Yesterday I was working on a 2CV and inadvertently knocked the light switch stalk to the extent that I cracked the housing.  The switch was intermittent and I was going to replace it anyway, so I wasn’t shedding a tear about the damage.  Much to my surprise the casing that broke away gave a perfect window at the internals of the switch and so I took a few pictures.

img_20161030_101606  img_20161030_101623

The 2CV switch works by rotating a stalk for light control in a sort of “H shift” manner.  It has two rotational positions and the stalk itself two physical positions; forward and back.  The light positions are as follows:

  • Rotate one turn from off “O” (to “V”) with the stalk in forward position = ville (running) lights
  • Push the stalk back, leaving at one turn (“V”) = low beam headlights
  • Rotate to second point (“R”) from off with the stalk in back position = low beam headlights
  • Pull the stalk forward (in second rotational position – “R”) = high beam headlights

If switch is on off “O” position there is no light engagement no matter what position the stalk is in.

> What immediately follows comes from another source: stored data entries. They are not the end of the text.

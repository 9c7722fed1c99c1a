// ==========================================
// IGU 回收碳排放评估 - 日志初始化
// ==========================================
// 工具: tracing + tracing-subscriber
// 级别: RUST_LOG, 未设置时为 info
// ==========================================

use tracing_subscriber::{fmt, EnvFilter};

fn env_filter_or(default: &str) -> EnvFilter {
    EnvFilter::try_from_default_env().unwrap_or_else(|_| EnvFilter::new(default))
}

/// 终端文本日志
///
/// # 示例
/// ```no_run
/// use igu_recovery::logging;
/// logging::init();
/// ```
///
/// 只看路径计算: `RUST_LOG=igu_recovery::engine::scenarios=debug`
pub fn init() {
    fmt()
        .with_env_filter(env_filter_or("info"))
        .with_target(true)
        .with_line_number(true)
        .init();
}

/// JSON 行日志 (批量运行归档)
pub fn init_json() {
    fmt()
        .json()
        .with_env_filter(env_filter_or("info"))
        .with_current_span(true)
        .init();
}

/// 测试日志, 重复调用安全
pub fn init_test() {
    let _ = fmt()
        .with_env_filter(EnvFilter::new("debug"))
        .with_test_writer()
        .try_init();
}
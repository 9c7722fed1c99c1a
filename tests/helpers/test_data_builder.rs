// ==========================================
// 测试数据构建器 - 用于集成测试
// ==========================================

use igu_recovery::domain::{
    CoatingType, GlassType, GlazingType, IGUCondition, IGUGroup, SealantType, SpacerMaterial,
};
use igu_recovery::importer::ProductRecord;
use std::collections::HashMap;

// ==========================================
// IGUGroup 构建器
// ==========================================

/// 默认: 双层 6|16|6, 1000 x 1000 mm, 数量 10
pub struct IguGroupBuilder {
    name: String,
    quantity: u32,
    width_mm: f64,
    height_mm: f64,
    glazing_type: GlazingType,
    outer: GlassType,
    inner: GlassType,
    outer_mm: f64,
    inner_mm: f64,
    centre_mm: Option<f64>,
    cavity_mm: f64,
    cavity_2_mm: Option<f64>,
    spacer: SpacerMaterial,
    sealant: SealantType,
    condition: IGUCondition,
    mass_per_m2: Option<f64>,
}

impl IguGroupBuilder {
    pub fn new(name: &str) -> Self {
        Self {
            name: name.to_string(),
            quantity: 10,
            width_mm: 1000.0,
            height_mm: 1000.0,
            glazing_type: GlazingType::Double,
            outer: GlassType::Annealed,
            inner: GlassType::Annealed,
            outer_mm: 6.0,
            inner_mm: 6.0,
            centre_mm: None,
            cavity_mm: 16.0,
            cavity_2_mm: None,
            spacer: SpacerMaterial::Aluminium,
            sealant: SealantType::Polysulfide,
            condition: IGUCondition::default(),
            mass_per_m2: None,
        }
    }

    pub fn quantity(mut self, quantity: u32) -> Self {
        self.quantity = quantity;
        self
    }

    pub fn size(mut self, width_mm: f64, height_mm: f64) -> Self {
        self.width_mm = width_mm;
        self.height_mm = height_mm;
        self
    }

    pub fn panes(mut self, outer_mm: f64, cavity_mm: f64, inner_mm: f64) -> Self {
        self.outer_mm = outer_mm;
        self.cavity_mm = cavity_mm;
        self.inner_mm = inner_mm;
        self
    }

    /// 三层: 外 | 空腔1 | 中 | 空腔2 | 内
    pub fn triple(mut self, centre_mm: f64, cavity_2_mm: f64) -> Self {
        self.glazing_type = GlazingType::Triple;
        self.centre_mm = Some(centre_mm);
        self.cavity_2_mm = Some(cavity_2_mm);
        self
    }

    pub fn laminated_outer(mut self) -> Self {
        self.outer = GlassType::Laminated;
        self
    }

    pub fn spacer(mut self, spacer: SpacerMaterial) -> Self {
        self.spacer = spacer;
        self
    }

    pub fn sealant(mut self, sealant: SealantType) -> Self {
        self.sealant = sealant;
        self
    }

    pub fn condition(mut self, condition: IGUCondition) -> Self {
        self.condition = condition;
        self
    }

    pub fn mass_per_m2(mut self, mass: f64) -> Self {
        self.mass_per_m2 = Some(mass);
        self
    }

    pub fn build(self) -> IGUGroup {
        IGUGroup {
            name: Some(self.name),
            quantity: self.quantity,
            unit_width_mm: self.width_mm,
            unit_height_mm: self.height_mm,
            glazing_type: self.glazing_type,
            glass_type_outer: self.outer,
            glass_type_inner: self.inner,
            glass_type_centre: self.centre_mm.map(|_| GlassType::Annealed),
            coating_type: CoatingType::None,
            sealant_type_secondary: self.sealant,
            spacer_material: self.spacer,
            thickness_outer_mm: self.outer_mm,
            thickness_inner_mm: self.inner_mm,
            thickness_centre_mm: self.centre_mm,
            cavity_thickness_mm: self.cavity_mm,
            cavity_thickness_2_mm: self.cavity_2_mm,
            condition: self.condition,
            mass_per_m2_override: self.mass_per_m2,
        }
    }

    pub fn build_product(self, group_id: &str) -> ProductRecord {
        let group = self.build();
        ProductRecord {
            group_id: Some(group_id.to_string()),
            product_name: group.display_name().to_string(),
            row_number: 2,
            group,
        }
    }
}

// ==========================================
// 目录/参数表行构建
// ==========================================

/// 单行原始记录
pub fn raw_row(pairs: &[(&str, &str)]) -> HashMap<String, String> {
    pairs
        .iter()
        .map(|(k, v)| (k.to_string(), v.to_string()))
        .collect()
}

/// 产品目录 CSV 文本
pub fn catalogue_csv(rows: &[&str]) -> String {
    let mut text = String::from("win_name,Group/ID,Unit,Quantity,Width,Height,Spacer Material\n");
    for row in rows {
        text.push_str(row);
        text.push('\n');
    }
    text
}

Regardless of the above pushing in the stalk (depressing it to the left) will activate the horn.

All in all – a very clever and simple design that works by making the appropriate contact on the electrical conductive surface of the large internal cylindrical section of the stalk.  Since there are no relays in a 2CV it is passing full voltage (and amperage) at the contact points.  With age these contacts can either wear or become grimy and at that point you end up with an intermittent light switch.  If there is not too much wear it can be repaired by cleaning and closing the gap of the contacts, but as replacement switches are readily available from 2CV parts suppliers these days, it’s probably best to fit a new switch.

Since in my case the casing was cracked and the chrome on the stalk corroded, I opted to install a new switch I had on hand.  But before tossing out the old switch, I took a few photos to show how it operates:

img_20161030_101612  Switch in off position.

img_20161030_120632  Switch in ville (running) lights – stalk forward, one turn ville (“V”) position.

img_20161030_101631  Switch in low beam headlight on – stalk back, one turn ville (“V”) position.

img_20161030_101652  Close-up of switch in low beam headlight on – stalk back, one turn ville (“V”) position. (Note the 2 spring mounted ball bearings in the case holding the stalk.  This controls and a gives a “click” when moving the stalk from the forward and back positions.) 

img_20161030_101701  2nd view close-up of switch in low beam headlight on – stalk back, one turn ville (“V”) position.

img_20161030_101640  Switch in low beam headlight on – stalk back, shaft back, second rotational (“R”) position.

img_20161030_101730  Close-up view of switch in low beam headlight on – stalk back, second rotational (“R”) position.

img_20161030_101720  Close-up view of switch in high beam headlight on – stalk forward, second rotational (“R”) position.

img_20161030_101834  View of horn contacts.

img_20161030_120747  View of switch pressure levers on square internal section of the stalk for rotational “click” positioning.

img_20161030_101845  View of 5 connection points on the back of the switch for the 5 wires (lower right nut has no connection). 


img_20161030_101915 img_20161030_101929 img_20161030_101947 img_20161030_102002  4 views of of the stalk extracted from the housing to show contact points. 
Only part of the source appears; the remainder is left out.